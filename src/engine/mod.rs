//! Core pipeline: tick -> bar -> order flow state -> signal -> position.
//!
//! Everything here is synchronous, per-instrument state driven one tick at a
//! time. The async world (lanes, feeds, replay, persistence) lives outside
//! and owns these pieces through [`lane::InstrumentLane`].

pub mod bars;
pub mod confirm;
pub mod lane;
pub mod normalizer;
pub mod patterns;
pub mod regime;
pub mod risk;
pub mod walls;

pub use bars::{Bar, BarAggregator, FootprintCell};
pub use confirm::{ConfirmedEntry, SignalConfirmer};
pub use lane::InstrumentLane;
pub use normalizer::TickNormalizer;
pub use regime::{Regime, RegimeTracker};
pub use risk::{Position, PositionRiskManager, RiskEvent};
pub use walls::{BrokenWall, FlowEvent, OrderFlowDetector, WallState};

→ Description of the task: Give every record again, exactly as it reads.

→ Output for this task:
filename src/engine/mod.rs
//! Core pipeline: tick -> bar -> order flow state -> signal -> position.
//!
//! Everything here is synchronous, per-instrument state driven one tick at a
//! time. The async world (lanes, feeds, replay, persistence) lives outside
//! and owns these pieces through [`lane::InstrumentLane`].

pub mod bars;
pub mod confirm;
pub mod lane;
pub mod normalizer;
pub mod patterns;
pub mod regime;
pub mod risk;
pub mod walls;

pub use bars::{Bar, BarAggregator, FootprintCell};
pub use confirm::{ConfirmedEntry, SignalConfirmer};
pub use lane::InstrumentLane;
pub use normalizer::TickNormalizer;
pub use regime::{Regime, RegimeTracker};
pub use risk::{Position, PositionRiskManager, RiskEvent};
pub use walls::{BrokenWall, FlowEvent, OrderFlowDetector, WallState};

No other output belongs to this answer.